- [The problem]:
Carry over every entry exactly as it appears in the records.

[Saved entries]
☆ ☆ ☆ ☆

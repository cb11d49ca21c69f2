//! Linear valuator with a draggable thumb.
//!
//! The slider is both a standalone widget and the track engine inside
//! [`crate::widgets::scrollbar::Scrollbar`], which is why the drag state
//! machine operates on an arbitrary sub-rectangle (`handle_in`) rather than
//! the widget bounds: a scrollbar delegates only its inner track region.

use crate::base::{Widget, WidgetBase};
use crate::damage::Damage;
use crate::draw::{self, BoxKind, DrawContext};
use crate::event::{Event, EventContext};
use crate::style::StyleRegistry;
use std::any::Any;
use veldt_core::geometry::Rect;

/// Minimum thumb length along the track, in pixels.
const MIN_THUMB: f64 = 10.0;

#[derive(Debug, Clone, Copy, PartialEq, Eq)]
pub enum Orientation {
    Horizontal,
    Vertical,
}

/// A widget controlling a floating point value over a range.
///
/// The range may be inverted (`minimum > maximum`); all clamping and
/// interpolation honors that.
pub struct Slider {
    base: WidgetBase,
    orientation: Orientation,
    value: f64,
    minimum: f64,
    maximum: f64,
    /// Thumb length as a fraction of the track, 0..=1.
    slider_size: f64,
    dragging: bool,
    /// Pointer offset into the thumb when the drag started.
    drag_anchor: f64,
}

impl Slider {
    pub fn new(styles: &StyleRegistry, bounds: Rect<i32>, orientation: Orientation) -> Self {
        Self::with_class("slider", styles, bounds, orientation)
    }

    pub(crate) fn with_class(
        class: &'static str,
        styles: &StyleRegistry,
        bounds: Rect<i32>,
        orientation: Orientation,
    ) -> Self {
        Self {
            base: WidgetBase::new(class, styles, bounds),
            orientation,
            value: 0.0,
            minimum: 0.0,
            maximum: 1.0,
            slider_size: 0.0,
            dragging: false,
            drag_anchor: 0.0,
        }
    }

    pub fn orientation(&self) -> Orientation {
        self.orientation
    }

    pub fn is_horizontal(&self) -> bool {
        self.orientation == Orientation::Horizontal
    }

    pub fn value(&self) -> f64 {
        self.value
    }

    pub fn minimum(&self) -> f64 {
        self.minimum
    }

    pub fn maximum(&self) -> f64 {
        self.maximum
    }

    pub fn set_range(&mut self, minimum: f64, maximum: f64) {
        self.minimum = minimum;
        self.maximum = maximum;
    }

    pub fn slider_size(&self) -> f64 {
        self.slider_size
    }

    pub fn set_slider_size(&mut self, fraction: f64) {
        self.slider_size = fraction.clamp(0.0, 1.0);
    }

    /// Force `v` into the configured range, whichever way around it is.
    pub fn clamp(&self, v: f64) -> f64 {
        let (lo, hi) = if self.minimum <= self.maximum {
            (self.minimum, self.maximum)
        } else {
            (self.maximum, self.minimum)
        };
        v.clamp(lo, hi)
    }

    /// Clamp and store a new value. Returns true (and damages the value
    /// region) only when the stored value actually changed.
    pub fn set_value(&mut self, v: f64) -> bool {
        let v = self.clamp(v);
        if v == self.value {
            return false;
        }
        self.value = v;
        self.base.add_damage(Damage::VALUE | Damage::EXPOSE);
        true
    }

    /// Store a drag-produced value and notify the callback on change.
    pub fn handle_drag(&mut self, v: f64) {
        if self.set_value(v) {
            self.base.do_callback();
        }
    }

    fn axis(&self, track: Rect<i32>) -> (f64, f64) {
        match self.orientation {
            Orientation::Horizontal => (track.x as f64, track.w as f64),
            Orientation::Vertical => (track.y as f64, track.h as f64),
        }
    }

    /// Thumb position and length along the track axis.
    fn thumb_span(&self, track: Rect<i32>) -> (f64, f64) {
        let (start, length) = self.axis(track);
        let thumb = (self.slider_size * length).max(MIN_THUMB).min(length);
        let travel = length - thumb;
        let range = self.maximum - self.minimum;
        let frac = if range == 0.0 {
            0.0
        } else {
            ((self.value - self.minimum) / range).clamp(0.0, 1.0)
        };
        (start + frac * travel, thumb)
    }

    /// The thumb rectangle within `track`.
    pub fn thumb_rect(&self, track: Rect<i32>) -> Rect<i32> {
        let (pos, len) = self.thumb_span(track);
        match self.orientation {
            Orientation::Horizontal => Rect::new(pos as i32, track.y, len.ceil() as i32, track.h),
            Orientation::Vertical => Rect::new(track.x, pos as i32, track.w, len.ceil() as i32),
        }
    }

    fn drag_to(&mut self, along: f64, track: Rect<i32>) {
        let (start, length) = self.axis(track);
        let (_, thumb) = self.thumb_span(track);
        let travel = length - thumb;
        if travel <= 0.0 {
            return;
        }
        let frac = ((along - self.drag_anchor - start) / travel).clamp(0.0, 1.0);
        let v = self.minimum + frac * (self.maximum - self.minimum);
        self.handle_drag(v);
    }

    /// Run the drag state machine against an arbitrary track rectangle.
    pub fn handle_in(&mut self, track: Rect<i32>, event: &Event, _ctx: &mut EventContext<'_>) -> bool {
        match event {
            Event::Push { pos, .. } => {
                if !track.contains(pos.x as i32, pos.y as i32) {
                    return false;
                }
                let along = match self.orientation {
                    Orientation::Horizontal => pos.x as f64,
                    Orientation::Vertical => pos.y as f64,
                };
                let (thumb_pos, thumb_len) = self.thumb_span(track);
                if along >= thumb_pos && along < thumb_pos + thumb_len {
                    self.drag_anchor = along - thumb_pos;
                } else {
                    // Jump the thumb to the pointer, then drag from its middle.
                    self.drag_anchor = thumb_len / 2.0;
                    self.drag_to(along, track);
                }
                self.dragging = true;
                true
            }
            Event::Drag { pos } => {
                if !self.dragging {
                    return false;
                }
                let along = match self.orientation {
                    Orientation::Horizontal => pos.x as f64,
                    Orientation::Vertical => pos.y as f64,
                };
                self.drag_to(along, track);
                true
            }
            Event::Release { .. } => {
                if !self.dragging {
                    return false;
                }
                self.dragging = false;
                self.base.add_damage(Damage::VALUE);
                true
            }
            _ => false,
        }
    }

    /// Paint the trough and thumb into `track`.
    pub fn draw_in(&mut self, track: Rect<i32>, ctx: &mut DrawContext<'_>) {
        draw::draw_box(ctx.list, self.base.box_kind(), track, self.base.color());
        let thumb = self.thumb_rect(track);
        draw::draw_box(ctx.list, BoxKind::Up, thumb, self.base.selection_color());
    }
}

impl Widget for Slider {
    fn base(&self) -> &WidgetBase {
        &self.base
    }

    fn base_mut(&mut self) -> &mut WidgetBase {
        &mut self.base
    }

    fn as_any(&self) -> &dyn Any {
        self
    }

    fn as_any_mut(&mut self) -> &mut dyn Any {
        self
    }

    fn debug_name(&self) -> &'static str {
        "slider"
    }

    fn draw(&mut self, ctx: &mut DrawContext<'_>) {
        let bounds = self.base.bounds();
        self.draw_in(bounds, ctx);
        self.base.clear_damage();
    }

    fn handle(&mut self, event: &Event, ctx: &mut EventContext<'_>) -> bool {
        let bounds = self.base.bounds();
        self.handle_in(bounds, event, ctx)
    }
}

☆ ☆ ☆ ☆

- [Result of this task]:
repository cb11d49ca21c69f2
//! Linear valuator with a draggable thumb.
//!
//! The slider is both a standalone widget and the track engine inside
//! [`crate::widgets::scrollbar::Scrollbar`], which is why the drag state
//! machine operates on an arbitrary sub-rectangle (`handle_in`) rather than
//! the widget bounds: a scrollbar delegates only its inner track region.

use crate::base::{Widget, WidgetBase};
use crate::damage::Damage;
use crate::draw::{self, BoxKind, DrawContext};
use crate::event::{Event, EventContext};
use crate::style::StyleRegistry;
use std::any::Any;
use veldt_core::geometry::Rect;

/// Minimum thumb length along the track, in pixels.
const MIN_THUMB: f64 = 10.0;

#[derive(Debug, Clone, Copy, PartialEq, Eq)]
pub enum Orientation {
    Horizontal,
    Vertical,
}

/// A widget controlling a floating point value over a range.
///
/// The range may be inverted (`minimum > maximum`); all clamping and
/// interpolation honors that.
pub struct Slider {
    base: WidgetBase,
    orientation: Orientation,
    value: f64,
    minimum: f64,
    maximum: f64,
    /// Thumb length as a fraction of the track, 0..=1.
    slider_size: f64,
    dragging: bool,
    /// Pointer offset into the thumb when the drag started.
    drag_anchor: f64,
}

impl Slider {
    pub fn new(styles: &StyleRegistry, bounds: Rect<i32>, orientation: Orientation) -> Self {
        Self::with_class("slider", styles, bounds, orientation)
    }

    pub(crate) fn with_class(
        class: &'static str,
        styles: &StyleRegistry,
        bounds: Rect<i32>,
        orientation: Orientation,
    ) -> Self {
        Self {
            base: WidgetBase::new(class, styles, bounds),
            orientation,
            value: 0.0,
            minimum: 0.0,
            maximum: 1.0,
            slider_size: 0.0,
            dragging: false,
            drag_anchor: 0.0,
        }
    }

    pub fn orientation(&self) -> Orientation {
        self.orientation
    }

    pub fn is_horizontal(&self) -> bool {
        self.orientation == Orientation::Horizontal
    }

    pub fn value(&self) -> f64 {
        self.value
    }

    pub fn minimum(&self) -> f64 {
        self.minimum
    }

    pub fn maximum(&self) -> f64 {
        self.maximum
    }

    pub fn set_range(&mut self, minimum: f64, maximum: f64) {
        self.minimum = minimum;
        self.maximum = maximum;
    }

    pub fn slider_size(&self) -> f64 {
        self.slider_size
    }

    pub fn set_slider_size(&mut self, fraction: f64) {
        self.slider_size = fraction.clamp(0.0, 1.0);
    }

    /// Force `v` into the configured range, whichever way around it is.
    pub fn clamp(&self, v: f64) -> f64 {
        let (lo, hi) = if self.minimum <= self.maximum {
            (self.minimum, self.maximum)
        } else {
            (self.maximum, self.minimum)
        };
        v.clamp(lo, hi)
    }

    /// Clamp and store a new value. Returns true (and damages the value
    /// region) only when the stored value actually changed.
    pub fn set_value(&mut self, v: f64) -> bool {
        let v = self.clamp(v);
        if v == self.value {
            return false;
        }
        self.value = v;
        self.base.add_damage(Damage::VALUE | Damage::EXPOSE);
        true
    }

    /// Store a drag-produced value and notify the callback on change.
    pub fn handle_drag(&mut self, v: f64) {
        if self.set_value(v) {
            self.base.do_callback();
        }
    }

    fn axis(&self, track: Rect<i32>) -> (f64, f64) {
        match self.orientation {
            Orientation::Horizontal => (track.x as f64, track.w as f64),
            Orientation::Vertical => (track.y as f64, track.h as f64),
        }
    }

    /// Thumb position and length along the track axis.
    fn thumb_span(&self, track: Rect<i32>) -> (f64, f64) {
        let (start, length) = self.axis(track);
        let thumb = (self.slider_size * length).max(MIN_THUMB).min(length);
        let travel = length - thumb;
        let range = self.maximum - self.minimum;
        let frac = if range == 0.0 {
            0.0
        } else {
            ((self.value - self.minimum) / range).clamp(0.0, 1.0)
        };
        (start + frac * travel, thumb)
    }

    /// The thumb rectangle within `track`.
    pub fn thumb_rect(&self, track: Rect<i32>) -> Rect<i32> {
        let (pos, len) = self.thumb_span(track);
        match self.orientation {
            Orientation::Horizontal => Rect::new(pos as i32, track.y, len.ceil() as i32, track.h),
            Orientation::Vertical => Rect::new(track.x, pos as i32, track.w, len.ceil() as i32),
        }
    }

    fn drag_to(&mut self, along: f64, track: Rect<i32>) {
        let (start, length) = self.axis(track);
        let (_, thumb) = self.thumb_span(track);
        let travel = length - thumb;
        if travel <= 0.0 {
            return;
        }
        let frac = ((along - self.drag_anchor - start) / travel).clamp(0.0, 1.0);
        let v = self.minimum + frac * (self.maximum - self.minimum);
        self.handle_drag(v);
    }

    /// Run the drag state machine against an arbitrary track rectangle.
    pub fn handle_in(&mut self, track: Rect<i32>, event: &Event, _ctx: &mut EventContext<'_>) -> bool {
        match event {
            Event::Push { pos, .. } => {
                if !track.contains(pos.x as i32, pos.y as i32) {
                    return false;
                }
                let along = match self.orientation {
                    Orientation::Horizontal => pos.x as f64,
                    Orientation::Vertical => pos.y as f64,
                };
                let (thumb_pos, thumb_len) = self.thumb_span(track);
                if along >= thumb_pos && along < thumb_pos + thumb_len {
                    self.drag_anchor = along - thumb_pos;
                } else {
                    // Jump the thumb to the pointer, then drag from its middle.
                    self.drag_anchor = thumb_len / 2.0;
                    self.drag_to(along, track);
                }
                self.dragging = true;
                true
            }
            Event::Drag { pos } => {
                if !self.dragging {
                    return false;
                }
                let along = match self.orientation {
                    Orientation::Horizontal => pos.x as f64,
                    Orientation::Vertical => pos.y as f64,
                };
                self.drag_to(along, track);
                true
            }
            Event::Release { .. } => {
                if !self.dragging {
                    return false;
                }
                self.dragging = false;
                self.base.add_damage(Damage::VALUE);
                true
            }
            _ => false,
        }
    }

    /// Paint the trough and thumb into `track`.
    pub fn draw_in(&mut self, track: Rect<i32>, ctx: &mut DrawContext<'_>) {
        draw::draw_box(ctx.list, self.base.box_kind(), track, self.base.color());
        let thumb = self.thumb_rect(track);
        draw::draw_box(ctx.list, BoxKind::Up, thumb, self.base.selection_color());
    }
}

impl Widget for Slider {
    fn base(&self) -> &WidgetBase {
        &self.base
    }

    fn base_mut(&mut self) -> &mut WidgetBase {
        &mut self.base
    }

    fn as_any(&self) -> &dyn Any {
        self
    }

    fn as_any_mut(&mut self) -> &mut dyn Any {
        self
    }

    fn debug_name(&self) -> &'static str {
        "slider"
    }

    fn draw(&mut self, ctx: &mut DrawContext<'_>) {
        let bounds = self.base.bounds();
        self.draw_in(bounds, ctx);
        self.base.clear_damage();
    }

    fn handle(&mut self, event: &Event, ctx: &mut EventContext<'_>) -> bool {
        let bounds = self.base.bounds();
        self.handle_in(bounds, event, ctx)
    }
}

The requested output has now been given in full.